IIGR: "CONGA" - Distributed Congestion-Aware Load Balancing for Datacenters
Michael Orr
Computer Networking Architect/Product Manager/Customer Liaison, Due-Diligence, Tech Scout/Ambassador/evangelist, Inventor (40+ Patents), Dad, Martial Arts practitioner (Karate, Aikido), Stock & Option Trader
Who & Where : Microsoft & Cisco, SIGCOMM 2014
Original articles here : Semantic Scholar/Conga
TL;DR for the genius-in-a-hurry:
Load-balancing of traffic in 2-tier CLOS datacenter networks by splitting flows into “flowlets” whenever there is a long-enough gap in the sequence of packets in a given flow. “Long enough” means that there will be a low chance of Out-of-Order packet, due to later packets in the flow taking a different, faster path.

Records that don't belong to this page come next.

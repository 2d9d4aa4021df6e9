use serde::{Deserialize, Serialize};

/// A user profile, addressed by realm address.
#[derive(Debug, Clone, PartialEq, Serialize, Deserialize)]
pub struct Profile {
    pub address: String,
    #[serde(rename = "displayName")]
    pub display_name: Option<String>,
    #[serde(rename = "avatarUrl")]
    pub avatar_url: Option<String>,
    #[serde(default)]
    pub bio: Option<String>,
    #[serde(rename = "followerCount", default)]
    pub follower_count: u64,
}

impl Profile {
    /// Name to render; falls back to a shortened address.
    pub fn name_or_address(&self) -> String {
        match self.display_name.as_deref() {
            Some(name) if !name.is_empty() => name.to_string(),
            _ => self.short_address(),
        }
    }

    /// Address shortened for display: "realm1qab...xyz".
    pub fn short_address(&self) -> String {
        if self.address.len() <= 13 {
            return self.address.clone();
        }
        format!(
            "{}...{}",
            &self.address[..7],
            &self.address[self.address.len() - 3..]
        )
    }
}

// ============================================================================
// Tests
// ============================================================================

#[cfg(test)]
mod tests {
    use super::*;

    fn profile(address: &str, display_name: Option<&str>) -> Profile {
        Profile {
            address: address.to_string(),
            display_name: display_name.map(str::to_string),
            avatar_url: None,
            bio: None,
            follower_count: 0,
        }
    }

    #[test]
    fn test_name_falls_back_to_short_address() {
        let p = profile("realm1qxyzabcdefghij", None);
        assert_eq!(p.name_or_address(), "realm1q...hij");

        let named = profile("realm1qxyzabcdefghij", Some("Alice"));
        assert_eq!(named.name_or_address(), "Alice");

        // Empty display names are treated as unset.
        let blank = profile("realm1qxyzabcdefghij", Some(""));
        assert_eq!(blank.name_or_address(), "realm1q...hij");
    }

    #[test]
    fn test_short_address_keeps_short_inputs() {
        assert_eq!(profile("realm1qab", None).short_address(), "realm1qab");
    }

    #[test]
    fn test_wire_field_names() {
        let json = r#"{"address":"realm1qa","displayName":"Alice","avatarUrl":null}"#;
        let p: Profile = serde_json::from_str(json).expect("parse");
        assert_eq!(p.display_name.as_deref(), Some("Alice"));
        assert_eq!(p.follower_count, 0);
    }
}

The path selected for each flowlet is selected by real-time estimation of the congestion on each path, with this estimate based on congestion information exchange among Leaf switches (i.e. Leaf-to-Leaf feedback).
CONGA works on Overlay Networks utilizing some form of tunneling (e.g. VXLAN) to carry this congestion information. If VXLAN VTEP’s switches are considered the “leaves” for the purposes of CONGA. Each switch along the path adds in-transit congestion information to the VXLAN headers, target leaf sends back the congestion seen per path.
CONGA does better than ECMP, and MCTCP especially with “Asymmetric” paths – when the Network has link failures, or significant congestion differences among paths, ECMP will keep sending packets over the impacted paths. CONGA will shift traffic to better ones.
CONGA also deals well with incast situations.
CONGA results are impressive:
“CONGA has 5× better ?ow completion times than ECMP even with a single link failure and achieves 2–8× better throughput than MPTCP in Incast scenarios”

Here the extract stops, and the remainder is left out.